## Exercise description
Read through the material below and copy each line in which the word "this" occurs.

## Exercise data
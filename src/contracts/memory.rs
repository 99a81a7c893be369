// src/contracts/memory.rs
//! In-memory identity registry for offline use and tests.

use crate::contracts::identity_registry::{issuer_claim_type, IdentityRegistry};
use crate::error::RegistryError;
use crate::models::claim::{KeyPurpose, RawClaim, TrustClaim};
use crate::utils::crypto::{hash_data, key_hash};
use async_trait::async_trait;
use ethers::types::{Address, Bytes, H256, U256};
use std::collections::HashMap;
use std::sync::atomic::{AtomicUsize, Ordering};

/// A fixed set of keys and claims, with a counter of every lookup made.
///
/// Built once with the `with_*` methods, then shared read-only.
#[derive(Debug, Default)]
pub struct InMemoryRegistry {
    keys: HashMap<(Address, H256), KeyPurpose>,
    claims: HashMap<(Address, U256), Vec<H256>>,
    claim_records: HashMap<(Address, H256), RawClaim>,
    unavailable: bool,
    calls: AtomicUsize,
}

impl InMemoryRegistry {
    pub fn new() -> Self {
        Self::default()
    }

    /// A registry whose every lookup fails, as an unreachable RPC node would.
    pub fn unavailable() -> Self {
        InMemoryRegistry {
            unavailable: true,
            ..Self::default()
        }
    }

    /// Registers `key` (an address or any other key text) on `identity`.
    pub fn with_key(mut self, identity: Address, key: &str, purpose: KeyPurpose) -> Self {
        self.keys.insert((identity, key_hash(key)), purpose);
        self
    }

    /// Adds a claim carrying `data` to `identity`. Later claims of the same
    /// type become the most recent.
    pub fn with_claim(mut self, identity: Address, claim_type: U256, issuer: Address, data: Vec<u8>) -> Self {
        let ids = self.claims.entry((identity, claim_type)).or_default();

        let mut seed = identity.as_bytes().to_vec();
        let mut type_bytes = [0u8; 32];
        claim_type.to_big_endian(&mut type_bytes);
        seed.extend_from_slice(&type_bytes);
        seed.extend_from_slice(&(ids.len() as u64).to_be_bytes());
        let id = H256(hash_data(&seed));

        ids.push(id);
        self.claim_records.insert(
            (identity, id),
            RawClaim {
                claim_type,
                scheme: U256::one(),
                issuer,
                signature: Bytes::default(),
                data: Bytes::from(data),
                uri: String::new(),
            },
        );
        self
    }

    /// `trusted` attests which keys `issuer` may issue.
    pub fn with_trust_claim(self, trusted: Address, issuer: Address, claim: &TrustClaim) -> Self {
        let data = serde_json::to_vec(claim).unwrap_or_default();
        self.with_claim(trusted, issuer_claim_type(issuer), trusted, data)
    }

    /// Number of lookups served (or refused) so far.
    pub fn call_count(&self) -> usize {
        self.calls.load(Ordering::SeqCst)
    }

    fn record_call(&self) -> Result<(), RegistryError> {
        self.calls.fetch_add(1, Ordering::SeqCst);
        if self.unavailable {
            return Err(RegistryError::Unavailable("in-memory registry marked unavailable".into()));
        }
        Ok(())
    }
}

#[async_trait]
impl IdentityRegistry for InMemoryRegistry {
    async fn key_purpose(&self, identity: Address, key_hash: H256) -> Result<KeyPurpose, RegistryError> {
        self.record_call()?;
        Ok(self
            .keys
            .get(&(identity, key_hash))
            .copied()
            .unwrap_or(KeyPurpose::Unset))
    }

    async fn key_has_purpose(
        &self,
        identity: Address,
        key_hash: H256,
        purpose: KeyPurpose,
    ) -> Result<bool, RegistryError> {
        self.record_call()?;
        Ok(self.keys.get(&(identity, key_hash)) == Some(&purpose))
    }

    async fn claim_ids_by_type(&self, identity: Address, claim_type: U256) -> Result<Vec<H256>, RegistryError> {
        self.record_call()?;
        Ok(self.claims.get(&(identity, claim_type)).cloned().unwrap_or_default())
    }

    async fn claim(&self, identity: Address, claim_id: H256) -> Result<Option<RawClaim>, RegistryError> {
        self.record_call()?;
        Ok(self.claim_records.get(&(identity, claim_id)).cloned())
    }
}

#[cfg(test)]
mod tests {
    use super::*;
    use crate::models::credential::DateValue;

    fn address(byte: u8) -> Address {
        Address::repeat_byte(byte)
    }

    #[tokio::test]
    async fn test_latest_claim_is_the_last_added() {
        let first = TrustClaim {
            expiration_date: DateValue::Text("2030-01-01".into()),
            keys: vec!["GOV_name".into()],
        };
        let second = TrustClaim {
            keys: vec!["GOV_age_over_18".into()],
            ..first.clone()
        };
        let registry = InMemoryRegistry::new()
            .with_trust_claim(address(1), address(2), &first)
            .with_trust_claim(address(1), address(2), &second);

        let latest = registry
            .latest_claim(address(1), issuer_claim_type(address(2)))
            .await
            .unwrap()
            .unwrap();
        assert_eq!(latest.parse_data::<TrustClaim>().unwrap(), Some(second));
        assert_eq!(registry.call_count(), 2);
    }

    #[tokio::test]
    async fn test_unknown_keys_are_unset() {
        let registry = InMemoryRegistry::new().with_key(address(1), "0x1111111111111111111111111111111111111111", KeyPurpose::Action);
        assert_eq!(
            registry.key_purpose(address(1), key_hash("0x2222222222222222222222222222222222222222")).await.unwrap(),
            KeyPurpose::Unset
        );
        assert!(registry
            .key_has_purpose(address(1), key_hash("0x1111111111111111111111111111111111111111"), KeyPurpose::Action)
            .await
            .unwrap());
    }

    #[tokio::test]
    async fn test_unavailable_registry_errors_and_counts() {
        let registry = InMemoryRegistry::unavailable();
        assert!(registry.key_purpose(address(1), H256::zero()).await.is_err());
        assert!(registry.latest_claim(address(1), U256::one()).await.is_err());
        assert_eq!(registry.call_count(), 2);
    }
}
// src/services/mod.rs
//! Validation services: key authorization, trust chains, policy, orchestration.

pub mod authorization;
pub mod organisation;
pub mod policy;
pub mod trust_chain;
pub mod verifier;
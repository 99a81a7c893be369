// src/services/organisation.rs
//! Checks on relying parties (organisations) rather than on holders.
//!
//! An organisation proves who it is by signing its data requests with a
//! management or action key of its identity contract, and may publish a
//! company-info claim (its licence) on that contract.

use crate::contracts::identity_registry::{ClaimHolderRegistry, IdentityRegistry};
use crate::error::RegistryError;
use crate::models::challenge::Challenge;
use crate::models::claim::KeyPurpose;
use crate::models::credential::Credential;
use crate::models::did::Did;
use crate::models::requested::RequestedCredentials;
use crate::services::authorization::IdentityAuthorizer;
use crate::settings::Settings;
use crate::utils::crypto::key_hash;
use crate::wallet::signature::{recover_canonical_signer, signature_matches, verify_challenge};
use chrono::{DateTime, Utc};
use ethers::types::{Address, U256};
use serde::de::DeserializeOwned;
use serde_json::Value;
use std::sync::Arc;

/// Verifies organisation requests and licences against identity contracts.
pub struct OrganisationVerifier<R: IdentityRegistry + ?Sized> {
    registry: Arc<R>,
    /// Claim type under which organisations publish company info
    company_info_claim_type: U256,
}

impl OrganisationVerifier<ClaimHolderRegistry> {
    pub fn from_settings(settings: &Settings) -> Result<Self, RegistryError> {
        let registry = ClaimHolderRegistry::connect(&settings.rpc_url)?;
        Ok(Self::new(
            Arc::new(registry),
            U256::from(settings.company_info_claim_type),
        ))
    }
}

impl<R: IdentityRegistry + ?Sized> OrganisationVerifier<R> {
    pub fn new(registry: Arc<R>, company_info_claim_type: U256) -> Self {
        OrganisationVerifier {
            registry,
            company_info_claim_type,
        }
    }

    /// `true` if `requested` is signed by its `proof.holder` and that key is a
    /// management or action key of the identity named by `requested.id`.
    pub async fn is_valid_requested_credentials(&self, requested: &RequestedCredentials) -> Result<bool, RegistryError> {
        let Some(proof) = requested.proof.as_ref() else {
            log::warn!("requested credentials carry no proof");
            return Ok(false);
        };
        let Some(signature) = proof.signature.as_deref() else {
            log::warn!("requested credentials carry no signature");
            return Ok(false);
        };

        let unsigned = RequestedCredentials {
            proof: Some(proof.without_signature()),
            ..requested.clone()
        };
        let recovered = match recover_canonical_signer(&unsigned, signature) {
            Ok(recovered) => recovered,
            Err(err) => {
                log::warn!("requested credentials signature unreadable: {}", err);
                return Ok(false);
            }
        };
        if !signature_matches(&proof.holder, &recovered) {
            log::warn!("recovered address {} does not match holder {}", recovered, proof.holder);
            return Ok(false);
        }

        let Some(organisation) = requested.id.as_deref().and_then(identity_contract) else {
            return Ok(false);
        };
        let purpose = self.registry.key_purpose(organisation, key_hash(&recovered)).await?;
        Ok(purpose.can_manage())
    }

    /// Latest company-info claim of the organisation behind `requested.id`.
    pub async fn license_claim<T: DeserializeOwned>(
        &self,
        requested: &RequestedCredentials,
    ) -> Result<Option<T>, RegistryError> {
        let Some(organisation) = requested.id.as_deref().and_then(identity_contract) else {
            return Ok(None);
        };
        match self.registry.latest_claim(organisation, self.company_info_claim_type).await? {
            Some(raw) => raw.parse_data(),
            None => Ok(None),
        }
    }

    /// Checks a licence credential at the current time.
    pub async fn is_valid_license_credential(&self, credential: &Value) -> Result<bool, RegistryError> {
        self.is_valid_license_credential_at(credential, Utc::now()).await
    }

    /// `true` if `credential` is signed by its `proof.holder`, that key is a
    /// management or action key of the issuing organisation, and the credential
    /// has not expired at `now`.
    pub async fn is_valid_license_credential_at(
        &self,
        credential: &Value,
        now: DateTime<Utc>,
    ) -> Result<bool, RegistryError> {
        let parsed: Credential = match serde_json::from_value(credential.clone()) {
            Ok(parsed) => parsed,
            Err(err) => {
                log::warn!("licence credential malformed: {}", err);
                return Ok(false);
            }
        };
        let Some((holder, signature)) = parsed
            .proof
            .as_ref()
            .and_then(|proof| Some((proof.holder.as_str(), proof.signature.as_deref()?)))
        else {
            log::warn!("licence credential carries no signature");
            return Ok(false);
        };

        let mut unsigned = credential.clone();
        if let Some(proof) = unsigned.get_mut("proof").and_then(Value::as_object_mut) {
            proof.remove("signature");
        }
        match recover_canonical_signer(&unsigned, signature) {
            Ok(recovered) if signature_matches(holder, &recovered) => {}
            Ok(recovered) => {
                log::warn!("recovered address {} does not match holder {}", recovered, holder);
                return Ok(false);
            }
            Err(err) => {
                log::warn!("licence signature unreadable: {}", err);
                return Ok(false);
            }
        }

        let Some(issuer) = identity_contract(&parsed.issuer.id) else {
            return Ok(false);
        };
        let purpose = self.registry.key_purpose(issuer, key_hash(holder)).await?;
        if !purpose.can_manage() {
            log::warn!("key purpose {:?} of {} is not management or action", purpose, holder);
            return Ok(false);
        }

        match parsed.is_expired_at(now) {
            Some(false) => Ok(true),
            _ => {
                log::warn!("licence credential expired or undated");
                Ok(false)
            }
        }
    }

    /// `keyHasPurpose(keccak256(key), purpose)` on the identity behind `did`.
    pub async fn check_key_for_did(&self, did: &str, key: &str, purpose: KeyPurpose) -> Result<bool, RegistryError> {
        match identity_contract(did) {
            Some(identity) => self.registry.key_has_purpose(identity, key_hash(key), purpose).await,
            None => Ok(false),
        }
    }

    /// `true` if `challenge` is well formed, signed by its `public_key`, and
    /// that key may sign for the identity named by `challenge.did`.
    pub async fn verify_challenge_for_did(&self, challenge: &Challenge) -> Result<bool, RegistryError> {
        if !verify_challenge(challenge) {
            return Ok(false);
        }
        IdentityAuthorizer::new(self.registry.as_ref())
            .is_authorized_for_did(&challenge.public_key, &challenge.did)
            .await
    }
}

fn identity_contract(did: &str) -> Option<Address> {
    match did.parse::<Did>() {
        Ok(did) => did.contract_address(),
        Err(err) => {
            log::debug!("{}", err);
            None
        }
    }
}
// src/models/requested.rs
//! A relying party's declared data requirements.

use crate::models::credential::{CredentialValue, Proof};
use crate::models::credential_object::CredentialObject;
use serde::{Deserialize, Serialize};
use serde_json::{Map, Value};

/// One provider name or a list of acceptable providers.
#[derive(Serialize, Deserialize, Debug, Clone, PartialEq, Eq)]
#[serde(untagged)]
pub enum ProviderSelector {
    One(String),
    Many(Vec<String>),
}

impl ProviderSelector {
    /// The selector normalized to a list.
    pub fn names(&self) -> Vec<&str> {
        match self {
            ProviderSelector::One(name) => vec![name.as_str()],
            ProviderSelector::Many(names) => names.iter().map(String::as_str).collect(),
        }
    }

    pub fn is(&self, provider: &str) -> bool {
        matches!(self, ProviderSelector::One(name) if name == provider)
    }
}

/// A free-form question asked by the relying party and the holder's answer.
#[derive(Serialize, Deserialize, Debug, Clone, PartialEq)]
pub struct AdditionalInfo {
    pub question: String,

    #[serde(default, skip_serializing_if = "Option::is_none")]
    pub answer: Option<String>,

    #[serde(flatten)]
    pub extra: Map<String, Value>,
}

impl AdditionalInfo {
    pub fn is_answered(&self) -> bool {
        self.answer.as_deref().is_some_and(|answer| !answer.is_empty())
    }
}

/// What a requirement asks for: a credential key, or a set of questions.
#[derive(Serialize, Deserialize, Debug, Clone, PartialEq)]
#[serde(untagged)]
pub enum RequestedKey {
    Name(String),
    Questions(Vec<AdditionalInfo>),
}

/// One line item of a relying party's policy.
#[derive(Serialize, Deserialize, Debug, Clone, PartialEq)]
#[serde(rename_all = "camelCase")]
pub struct RequestedCredentialKey {
    pub key: RequestedKey,

    pub provider: ProviderSelector,

    #[serde(default, skip_serializing_if = "Option::is_none")]
    pub name: Option<String>,

    #[serde(default)]
    pub required: bool,

    #[serde(default, skip_serializing_if = "Option::is_none")]
    pub expected_value: Option<CredentialValue>,
}

impl RequestedCredentialKey {
    /// Required credential key from one provider.
    pub fn required(key: impl Into<String>, provider: impl Into<String>) -> Self {
        RequestedCredentialKey {
            key: RequestedKey::Name(key.into()),
            provider: ProviderSelector::One(provider.into()),
            name: None,
            required: true,
            expected_value: None,
        }
    }

    /// The credential key name, if this item asks for one.
    pub fn key_name(&self) -> Option<&str> {
        match &self.key {
            RequestedKey::Name(name) => Some(name),
            RequestedKey::Questions(_) => None,
        }
    }

    /// `true` if any question in this item is left unanswered.
    pub fn has_unanswered_questions(&self) -> bool {
        match &self.key {
            RequestedKey::Questions(questions) => questions.iter().any(|q| !q.is_answered()),
            RequestedKey::Name(_) => false,
        }
    }
}

/// "At least `amount` of these keys" quorum.
#[derive(Serialize, Deserialize, Debug, Clone, PartialEq, Eq)]
pub struct MinimumRequired {
    pub data: Vec<String>,
    pub amount: usize,
}

/// A relying party's declared data requirement, optionally signed.
#[derive(Serialize, Deserialize, Debug, Clone, PartialEq, Default)]
#[serde(rename_all = "camelCase")]
pub struct RequestedCredentials {
    /// DID of the requesting organisation
    #[serde(default, skip_serializing_if = "Option::is_none")]
    pub id: Option<String>,

    pub credentials: Vec<RequestedCredentialKey>,

    #[serde(default, skip_serializing_if = "Option::is_none")]
    pub description: Option<String>,

    #[serde(default, skip_serializing_if = "Option::is_none")]
    pub minimum_required: Option<MinimumRequired>,

    #[serde(default, skip_serializing_if = "Option::is_none")]
    pub pgp_decrypt: Option<bool>,

    #[serde(default, skip_serializing_if = "Option::is_none")]
    pub purpose: Option<String>,

    #[serde(default, skip_serializing_if = "Option::is_none")]
    pub requester: Option<String>,

    #[serde(default, skip_serializing_if = "Option::is_none")]
    pub storage: Option<String>,

    #[serde(default, skip_serializing_if = "Option::is_none")]
    pub proof: Option<Proof>,
}

/// Result of checking a bundle against [`RequestedCredentials`].
#[derive(Serialize, Deserialize, Debug, Clone, PartialEq)]
#[serde(rename_all = "camelCase")]
pub struct RequestedCredentialsCheckResult {
    pub success: bool,

    pub missing_keys: Vec<RequestedCredentialKey>,

    #[serde(default, skip_serializing_if = "Option::is_none")]
    pub missing_message: Option<String>,

    /// The bundle, returned unchanged for inspection when the check failed
    #[serde(default, skip_serializing_if = "Option::is_none")]
    pub credentials: Option<CredentialObject>,
}
// src/blockchain/evm_client.rs
//! EVM JSON-RPC client for read-only contract calls.
//!
//! The trust engine never sends transactions: every interaction with an
//! identity contract is an `eth_call` against the latest block.

use crate::error::RegistryError;
use ethers::providers::{Http, Middleware, Provider};
use ethers_contract::BaseContract;
use ethers_core::{
    abi::{Abi, Detokenize, Tokenize},
    types::{transaction::eip2718::TypedTransaction, Address, Bytes, TransactionRequest},
};
use std::sync::Arc;

/// Thin wrapper over an HTTP provider.
///
/// Cheap to clone; clones share the underlying connection pool.
#[derive(Clone, Debug)]
pub struct EvmClient {
    /// RPC provider
    provider: Arc<Provider<Http>>,
}

impl EvmClient {
    /// Creates a client for `rpc_url`. No request is made until the first call.
    ///
    /// # Errors
    /// Returns [`RegistryError::InvalidEndpoint`] if the URL cannot be parsed.
    pub fn new(rpc_url: &str) -> Result<Self, RegistryError> {
        let provider = Provider::<Http>::try_from(rpc_url)
            .map_err(|e| RegistryError::InvalidEndpoint(format!("{}: {}", rpc_url, e)))?;
        Ok(Self {
            provider: Arc::new(provider),
        })
    }

    /// Loads a contract ABI from its JSON description.
    pub fn load_abi(abi: &[u8]) -> Result<BaseContract, RegistryError> {
        Abi::load(abi)
            .map(BaseContract::from)
            .map_err(|e| RegistryError::Abi(e.to_string()))
    }

    /// Calls a view function on a contract.
    ///
    /// # Returns
    /// - `Ok(Some(value))` with the decoded return value
    /// - `Ok(None)` if the call returned no data, i.e. no contract is deployed
    ///   at `contract_address`
    ///
    /// # Errors
    /// Returns an error if:
    /// - The parameters cannot be ABI encoded
    /// - The RPC request fails or the call reverts
    /// - The return data cannot be decoded into `R`
    pub async fn query_contract<R: Detokenize>(
        &self,
        contract_address: Address,
        abi: &BaseContract,
        method: &'static str,
        params: impl Tokenize,
    ) -> Result<Option<R>, RegistryError> {
        let data = abi.encode(method, params).map_err(|e| RegistryError::Encode {
            method,
            reason: e.to_string(),
        })?;
        let call: TypedTransaction = TransactionRequest::new().to(contract_address).data(data).into();

        let output: Bytes = self
            .provider
            .call(&call, None)
            .await
            .map_err(|e| RegistryError::Rpc {
                method,
                reason: e.to_string(),
            })?;
        if output.is_empty() {
            return Ok(None);
        }

        abi.decode_output(method, output)
            .map(Some)
            .map_err(|e| RegistryError::Decode {
                method,
                reason: e.to_string(),
            })
    }
}

#[cfg(test)]
mod tests {
    use super::*;

    #[test]
    fn test_rejects_unparseable_endpoint() {
        assert!(matches!(
            EvmClient::new("not a url"),
            Err(RegistryError::InvalidEndpoint(_))
        ));
    }

    #[test]
    fn test_loads_claim_holder_abi() {
        let abi = EvmClient::load_abi(include_bytes!("../abi/ClaimHolder.json")).unwrap();
        assert!(abi.abi().function("getKeyPurpose").is_ok());
        assert!(abi.abi().function("getClaim").is_ok());
    }
}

## Your solution
    /// The credential key name, if this item asks for one.
    /// `true` if any question in this item is left unanswered.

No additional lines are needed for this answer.